Data-Adaptive Estimation and Inference for Differential Methylation Analysis

Annual Computational and Genomic Biology Retreat, Center for Computational Biology, University of California, Berkeley
Petaluma, California, United States


DNA methylation is amongst the best studied of epigenetic mechanisms impacting gene expression. While much attention has been paid to the proper normalization of bioinformatical data produced by DNA methylation assays, linear models remain the current standard for analyzing post-processed methylation data, for the ease they afford for both statistical inference and scientific interpretation. We present a new, general statistical algorithm for the model-free estimation of the differential methylation of DNA CpG sites, complete with straightforward and interpretable statistical inference for such estimates. The new approach leverages variable importance measures, a class of parameters arising in causal inference, in a manner that facilitates their use in obtaining targeted estimates of the importance of each CpG site.

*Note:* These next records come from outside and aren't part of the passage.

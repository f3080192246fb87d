use serde::{Deserialize, Serialize};
use std::fmt;

/// Migration operation kinds
///
/// Each kind owns a fixed priority band; ascending priority is execution
/// order.
#[derive(Debug, Clone, Copy, PartialEq, Eq, Hash, PartialOrd, Ord, Serialize, Deserialize)]
#[serde(rename_all = "snake_case")]
pub enum OpKind {
    DropIndex,
    DropForeignKey,
    DropUnique,
    DropCheck,
    RenameTable,
    RenameColumn,
    DropTable,
    DropPrimaryKey,
    DropColumn,
    CreateTable,
    AddColumn,
    ChangeColumnType,
    ChangeColumnDefault,
    ChangeColumnIdentity,
    ChangeColumnNullability,
    CreatePrimaryKey,
    CreateIndex,
    CreateUnique,
    CreateCheck,
    CreateForeignKey,
    RenamePrimaryKey,
    RenameIndex,
    RenameForeignKey,
    RenameUnique,
    RenameCheck,
}

/// Priority at which a table rename runs; operations below it address the
/// previous table name
pub const RENAME_TABLE_PRIORITY: u32 = 900;

impl OpKind {
    pub const ALL: [OpKind; 25] = [
        OpKind::DropIndex,
        OpKind::DropForeignKey,
        OpKind::DropUnique,
        OpKind::DropCheck,
        OpKind::RenameTable,
        OpKind::RenameColumn,
        OpKind::DropTable,
        OpKind::DropPrimaryKey,
        OpKind::DropColumn,
        OpKind::CreateTable,
        OpKind::AddColumn,
        OpKind::ChangeColumnType,
        OpKind::ChangeColumnDefault,
        OpKind::ChangeColumnIdentity,
        OpKind::ChangeColumnNullability,
        OpKind::CreatePrimaryKey,
        OpKind::CreateIndex,
        OpKind::CreateUnique,
        OpKind::CreateCheck,
        OpKind::CreateForeignKey,
        OpKind::RenamePrimaryKey,
        OpKind::RenameIndex,
        OpKind::RenameForeignKey,
        OpKind::RenameUnique,
        OpKind::RenameCheck,
    ];

    pub const fn priority(&self) -> u32 {
        match self {
            OpKind::DropIndex => 800,
            OpKind::DropForeignKey => 810,
            OpKind::DropUnique => 811,
            OpKind::DropCheck => 812,
            OpKind::RenameTable => RENAME_TABLE_PRIORITY,
            OpKind::RenameColumn => 1000,
            OpKind::DropTable => 1002,
            OpKind::DropPrimaryKey => 1004,
            OpKind::DropColumn => 1005,
            OpKind::CreateTable => 2001,
            OpKind::AddColumn => 2003,
            OpKind::ChangeColumnType => 3001,
            OpKind::ChangeColumnDefault => 3005,
            OpKind::ChangeColumnIdentity => 3006,
            OpKind::ChangeColumnNullability => 3008,
            OpKind::CreatePrimaryKey => 4001,
            OpKind::CreateIndex => 4003,
            OpKind::CreateUnique => 4010,
            OpKind::CreateCheck => 4012,
            OpKind::CreateForeignKey => 4013,
            OpKind::RenamePrimaryKey => 5000,
            OpKind::RenameIndex => 5001,
            OpKind::RenameForeignKey => 5002,
            OpKind::RenameUnique => 5003,
            OpKind::RenameCheck => 5004,
        }
    }

    /// Whether the operation runs before the table rename
    pub const fn addresses_previous_table(&self) -> bool {
        self.priority() < RENAME_TABLE_PRIORITY
    }

    pub fn label(&self) -> &'static str {
        match self {
            OpKind::DropIndex => "drop index",
            OpKind::DropForeignKey => "drop foreign key",
            OpKind::DropUnique => "drop unique constraint",
            OpKind::DropCheck => "drop check constraint",
            OpKind::RenameTable => "rename table",
            OpKind::RenameColumn => "rename column",
            OpKind::DropTable => "drop table",
            OpKind::DropPrimaryKey => "drop primary key",
            OpKind::DropColumn => "drop column",
            OpKind::CreateTable => "create table",
            OpKind::AddColumn => "add column",
            OpKind::ChangeColumnType => "change column type",
            OpKind::ChangeColumnDefault => "change column default",
            OpKind::ChangeColumnIdentity => "change column identity",
            OpKind::ChangeColumnNullability => "change column nullability",
            OpKind::CreatePrimaryKey => "create primary key",
            OpKind::CreateIndex => "create index",
            OpKind::CreateUnique => "create unique constraint",
            OpKind::CreateCheck => "create check constraint",
            OpKind::CreateForeignKey => "create foreign key",
            OpKind::RenamePrimaryKey => "rename primary key",
            OpKind::RenameIndex => "rename index",
            OpKind::RenameForeignKey => "rename foreign key",
            OpKind::RenameUnique => "rename unique constraint",
            OpKind::RenameCheck => "rename check constraint",
        }
    }
}

impl fmt::Display for OpKind {
    fn fmt(&self, f: &mut fmt::Formatter<'_>) -> fmt::Result {
        write!(f, "{}", self.label())
    }
}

The proposed procedure is computationally efficient and self-contained, incorporating techniques to isolate a subset of candidate CpG sites based on cursory evidence of differential methylation and providing a multiple testing correction that appropriately controls the False Discovery Rate in such multi-stage analysis settings. The effectiveness of the new methodology is demonstrated by way of data analysis with real DNA methylation data, and a recently developed R package (methyvim; available via Bioconductor) that provides support for data analysis with this methodology is introduced.